In the records below, find every line that contains "first" and list it.

== Excerpted records

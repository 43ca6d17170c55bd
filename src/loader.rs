//! Background diff loading
//!
//! Diff previews are fetched on tokio's blocking pool so the event loop never
//! waits on git. Results come back over an mpsc channel and are drained by
//! the loop each tick.

use std::sync::Arc;

use tokio::runtime::Handle;
use tokio::sync::mpsc::{self, UnboundedReceiver, UnboundedSender};
use tracing::{debug, warn};

use crate::git::{FileStatus, Git};
use crate::selector::{DiffReady, DiffRequest};

/// Produces the preview text for one file
pub trait DiffSource: Send + Sync + 'static {
    fn load(&self, path: &str, status: FileStatus) -> String;
}

impl DiffSource for Git {
    fn load(&self, path: &str, status: FileStatus) -> String {
        self.preview_diff(path, status)
    }
}

/// Runs diff loads off the event loop thread
pub struct DiffLoader<S: DiffSource> {
    runtime: Handle,
    source: Arc<S>,
    tx: UnboundedSender<DiffReady>,
    rx: UnboundedReceiver<DiffReady>,
}

impl<S: DiffSource> DiffLoader<S> {
    pub fn new(runtime: Handle, source: Arc<S>) -> Self {
        let (tx, rx) = mpsc::unbounded_channel();
        Self {
            runtime,
            source,
            tx,
            rx,
        }
    }

    /// Start loading the diff described by `request`
    pub fn request(&self, request: DiffRequest) {
        debug!(index = request.index, path = %request.path, "loading diff");

        let source = Arc::clone(&self.source);
        let tx = self.tx.clone();
        self.runtime.spawn_blocking(move || {
            let text = source.load(&request.path, request.status);
            // The receiver only goes away when the selector has exited
            if tx.send(DiffReady { index: request.index, text }).is_err() {
                warn!(path = %request.path, "diff finished after selector closed");
            }
        });
    }

    /// Next finished load, if any
    pub fn poll(&mut self) -> Option<DiffReady> {
        self.rx.try_recv().ok()
    }
}

#[cfg(test)]
mod tests {
    use std::sync::Mutex;
    use std::sync::mpsc as std_mpsc;
    use std::time::{Duration, Instant};

    use tokio::runtime::{Builder, Runtime};

    use super::*;

    fn runtime() -> Runtime {
        Builder::new_current_thread().enable_all().build().unwrap()
    }

    fn wait_for<S: DiffSource>(loader: &mut DiffLoader<S>) -> DiffReady {
        let deadline = Instant::now() + Duration::from_secs(5);
        loop {
            if let Some(ready) = loader.poll() {
                return ready;
            }
            assert!(Instant::now() < deadline, "diff load never finished");
            std::thread::sleep(Duration::from_millis(5));
        }
    }

    struct Echo;

    impl DiffSource for Echo {
        fn load(&self, path: &str, status: FileStatus) -> String {
            format!("{} {}", status, path)
        }
    }

    /// Blocks each load until released, so completion order can be forced
    struct Gated {
        gates: Mutex<Vec<(String, std_mpsc::Receiver<()>)>>,
    }

    impl DiffSource for Gated {
        fn load(&self, path: &str, _status: FileStatus) -> String {
            let gate = {
                let mut gates = self.gates.lock().unwrap();
                let pos = gates.iter().position(|(p, _)| p == path).unwrap();
                gates.remove(pos).1
            };
            gate.recv().unwrap();
            path.to_string()
        }
    }

    fn request(index: usize, path: &str) -> DiffRequest {
        DiffRequest {
            index,
            path: path.to_string(),
            status: FileStatus::Unstaged,
        }
    }

    #[test]
    fn test_delivers_tagged_result() {
        let rt = runtime();
        let mut loader = DiffLoader::new(rt.handle().clone(), Arc::new(Echo));
        assert!(loader.poll().is_none());

        loader.request(DiffRequest {
            index: 3,
            path: "src/lib.rs".to_string(),
            status: FileStatus::Staged,
        });

        let ready = wait_for(&mut loader);
        assert_eq!(ready.index, 3);
        assert_eq!(ready.text, "staged src/lib.rs");
    }

    #[test]
    fn test_out_of_order_completion() {
        let rt = runtime();
        let (release_a, gate_a) = std_mpsc::channel();
        let (release_b, gate_b) = std_mpsc::channel();
        let source = Gated {
            gates: Mutex::new(vec![("a".to_string(), gate_a), ("b".to_string(), gate_b)]),
        };
        let mut loader = DiffLoader::new(rt.handle().clone(), Arc::new(source));

        loader.request(request(0, "a"));
        loader.request(request(1, "b"));

        release_b.send(()).unwrap();
        let first = wait_for(&mut loader);
        assert_eq!((first.index, first.text.as_str()), (1, "b"));

        release_a.send(()).unwrap();
        let second = wait_for(&mut loader);
        assert_eq!((second.index, second.text.as_str()), (0, "a"));
    }

    #[test]
    fn test_git_source_reports_errors_as_text() {
        let Some((_dir, git)) = crate::git::testing::scratch_repo() else {
            return;
        };
        let text = git.load("missing.txt", FileStatus::Untracked);
        assert!(text.starts_with("Error loading diff: "));
    }
}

====

→ Solution:
        let first = wait_for(&mut loader);
        assert_eq!((first.index, first.text.as_str()), (1, "b"));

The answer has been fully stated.